- Milyonlarca halk bedenen, ruhen, fikren ve ahlâken çürüyor da hiç kimse bu kokuşmuşluğu görmüyor. Herkesin karakteri bozulmuş veya herkes bu yozlaşmışlığa alışmış da bunu doğal bir durum sanıyor sanki. Ama bu böyle mi olmalıdır? Milyonlarca insan doğuyor, derin bir sefahet içinde yaşıyor ve ölüyor. Bu böyle mi olmalıdır? İçlerinde birçok zeki insan bulunmasına rağmen milyonlarca insan, hayvanlar gibi sersem ve cahil kalıyor. Sayısız küçük kardeşiniz huy olarak zalimleşiyor. Peki bu böyle mi olmalıdır? ?Evet böyle olmalıdır!? diye yüzlerce kez tekrarlanan iğrenç sözlerden utanmıyor musunuz?
- Tarih, kitleleri bir hayvan sürüsü halinden ya da çalışkan bir karınca kolonisi şeklinden çıkararak akla uygun ve mutlu bir hayat yaratan milyonlarca sanatkara çevirmenin çarelerini, devlet hayatının nasıl kuvvetlendirileceğini, kitlelerin nasıl eğitileceğini gösteren bilim dalıdır.
- Devletlerin kuvvet ve zaafı, milletlerin ilerleme ve gerilemesi, yalnız idare adamlarının beceri ve iktidarından veya yeteneksizliğinden kaynaklanmaz. İdare adamları -iyi veya kötü, kahraman veya zalim olsunlar- kendi milletlerinin birer aynasıdır.

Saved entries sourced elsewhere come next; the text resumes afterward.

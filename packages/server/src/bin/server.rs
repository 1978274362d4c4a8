//! Realtime channel/presence relay server.
//!
//! Run with:
//! ```not_rust
//! cargo run --bin relay-server
//! cargo run --bin relay-server -- --host 0.0.0.0 --port 3000 --cors-origins http://localhost:5173
//! ```

use std::{collections::HashMap, sync::Arc, time::Duration};

use clap::Parser;
use relay_server::{
    domain::RelayState,
    infrastructure::{message_pusher::WebSocketMessagePusher, repository::InMemoryRelayRepository},
    ui::{CorsOrigins, RelayConfig, Server},
    usecase::{
        ConnectConnectionUseCase, DisconnectConnectionUseCase, EventLoop, GetRelayStatusUseCase,
        JoinChannelUseCase, LeaveChannelUseCase, RelayMessageUseCase,
    },
};
use relay_shared::{
    logger::setup_logger,
    time::{Clock, SystemClock},
};
use tokio::sync::Mutex;

#[derive(Parser, Debug)]
#[command(name = "relay-server")]
#[command(about = "Realtime channel and presence relay over WebSocket", long_about = None)]
struct Args {
    /// Host address to bind the server to
    #[arg(short = 'H', long, env = "RELAY_HOST", default_value = "127.0.0.1")]
    host: String,

    /// Port number to bind the server to
    #[arg(short = 'p', long, env = "RELAY_PORT", default_value = "8080")]
    port: u16,

    /// Allowed browser origins, comma separated ("*" allows any)
    #[arg(long, env = "RELAY_CORS_ORIGINS", default_value = "*")]
    cors_origins: String,

    /// Seconds between server pings
    #[arg(long, env = "RELAY_HEARTBEAT_INTERVAL_SECS", default_value = "25")]
    heartbeat_interval_secs: u64,

    /// Seconds of silence before a connection is dropped
    #[arg(long, env = "RELAY_HEARTBEAT_TIMEOUT_SECS", default_value = "60")]
    heartbeat_timeout_secs: u64,

    /// Largest accepted inbound frame in bytes
    #[arg(long, env = "RELAY_MAX_MESSAGE_SIZE", default_value = "1000000")]
    max_message_size: usize,

    /// Default log level (RUST_LOG takes precedence)
    #[arg(long, default_value = "debug")]
    log_level: String,
}

impl Args {
    fn relay_config(&self) -> Result<RelayConfig, relay_server::ui::ConfigError> {
        RelayConfig {
            cors_origins: CorsOrigins::parse(&self.cors_origins)?,
            heartbeat_interval: Duration::from_secs(self.heartbeat_interval_secs),
            heartbeat_timeout: Duration::from_secs(self.heartbeat_timeout_secs),
            max_message_size: self.max_message_size,
        }
        .validate()
    }
}

#[tokio::main]
async fn main() {
    let args = Args::parse();

    // Initialize tracing
    setup_logger(env!("CARGO_BIN_NAME"), &args.log_level);

    let config = match args.relay_config() {
        Ok(config) => config,
        Err(e) => {
            tracing::error!("Invalid configuration: {}", e);
            std::process::exit(1);
        }
    };
    tracing::info!(
        "Relay configured (heartbeat every {:?}, timeout {:?}, max message {} bytes)",
        config.heartbeat_interval,
        config.heartbeat_timeout,
        config.max_message_size
    );

    // Initialize dependencies in order:
    // 1. Repository
    // 2. MessagePusher
    // 3. UseCases
    // 4. Server

    // 1. Create Repository (in-memory relay state)
    let state = Arc::new(Mutex::new(RelayState::new()));
    let repository = Arc::new(InMemoryRelayRepository::new(state));

    // 2. Create MessagePusher (WebSocket implementation)
    let message_pusher_connections = Arc::new(Mutex::new(HashMap::new()));
    let message_pusher = Arc::new(WebSocketMessagePusher::new(message_pusher_connections));

    // 3. Create UseCases
    let event_loop = Arc::new(EventLoop::new());
    let clock: Arc<dyn Clock> = Arc::new(SystemClock);
    let connect_connection_usecase = Arc::new(ConnectConnectionUseCase::new(
        repository.clone(),
        message_pusher.clone(),
        event_loop.clone(),
        clock.clone(),
    ));
    let disconnect_connection_usecase = Arc::new(DisconnectConnectionUseCase::new(
        repository.clone(),
        message_pusher.clone(),
        event_loop.clone(),
        clock.clone(),
    ));
    let join_channel_usecase = Arc::new(JoinChannelUseCase::new(
        repository.clone(),
        message_pusher.clone(),
        event_loop.clone(),
        clock.clone(),
    ));
    let leave_channel_usecase = Arc::new(LeaveChannelUseCase::new(
        repository.clone(),
        message_pusher.clone(),
        event_loop.clone(),
        clock.clone(),
    ));
    let relay_message_usecase = Arc::new(RelayMessageUseCase::new(
        repository.clone(),
        message_pusher.clone(),
        event_loop.clone(),
        clock.clone(),
    ));
    let get_relay_status_usecase = Arc::new(GetRelayStatusUseCase::new(repository, clock));

    // 4. Create and run the server
    let server = Server::new(
        connect_connection_usecase,
        disconnect_connection_usecase,
        join_channel_usecase,
        leave_channel_usecase,
        relay_message_usecase,
        get_relay_status_usecase,
        config,
    );
    if let Err(e) = server.run(args.host, args.port).await {
        tracing::error!("Server error: {}", e);
        std::process::exit(1);
    }
}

Onlar milli ruhun birer kopyasıdır. Onlar kitlenin içinden doğmuştur. Bir millet nasılsa idare adamları da onun gibidir. İşte bundan dolayıdır eskiden beri, "Her millet layık olduğu idare ve idare adamlarına sahip olur." denilmiştir.
- Carlyle, Kahramanlar adlı eserinde kahramanlar inancını ve harsını sunuyor ve genelliyor. Ona göre millet cansız kil tabakasından ibarettir. Eğer bir sanatkarın eline geçmeyecek olursa ebediyyen şekilsiz ve hareketsiz kalacaktır. Ancak Sezar, Napolyon, Büyük Petro, Sokrat, Muhammet gibi bir sanatkar, bir büyük adam, bir büyük kahraman çıkıp da bu kili eline aşacak olursa ona istediği şekli verebilir.
- Lev Tolstoy bunun tamamen bunun aksini iddia ediyor ve öne sürüyor ki: "Hayatı yaratan, olaylara yöne veren ve bunların karakterini ve rengini belirleyen tek başına insanlar -Napolyonlar- değildir; kitlenin kendisidir.
- Evet, büyük adam bir kahramandır; bir şimşektir. Fakat kitle ne kil tabakası ne de kuru saman yığınıdır. O şimşeği meydana getiren milletin kendisidir. Bir bulut ya da bulutlar ne zaman elektriğe doymuş hale gelirse şimşek kendiliğinden çakmaya başlar. Eğer bulutta elektrik yoksa hiçbir zaman şimşek çakmaz. Sadece, bulut nemli bir buhar halinde toplanır. Milletler de böyledir. Eğer bir millet büyüklük ve kahramanlık unsurlarına sahip ise ondan şimşekler doğar; arasından kahramanlar çıkar. Eğer kitle, soğuk ve nemli bir buhar yığıntısından ibaret ise hiçbir kuvvet ondan şimşek çıkaramaz.
- Kahraman, halkı heyecanlandırır ve alevlendirir. Fakat bunu milletinden aldığı ateş ve heyecanla yapar.
- Okumuşların hepsi, milli zekayı geliştirmek, milli vicdanı uyandırmak, milli iradeyi kuvvetlendirmek zorundadır. Köylülere, işcilere ve kasaba halkının aşağı tabakasına, nasıl daha iyi yaşayabilceklerini öğretiniz!
- Bütün memleketi sulamak için bir, iki, üç dere yeterli değildir. En ücra kulübeler bile, göl, pınar veya dere gibi bir su kaynağına muhtaçtır. Milletin manevi susuzluğu da buna benzer. Her yerde milletin kana kana içebileceği canlı pınarlar bulunmalıdır.
- Küfretmek manevi medeniyetsizlik işaretidir.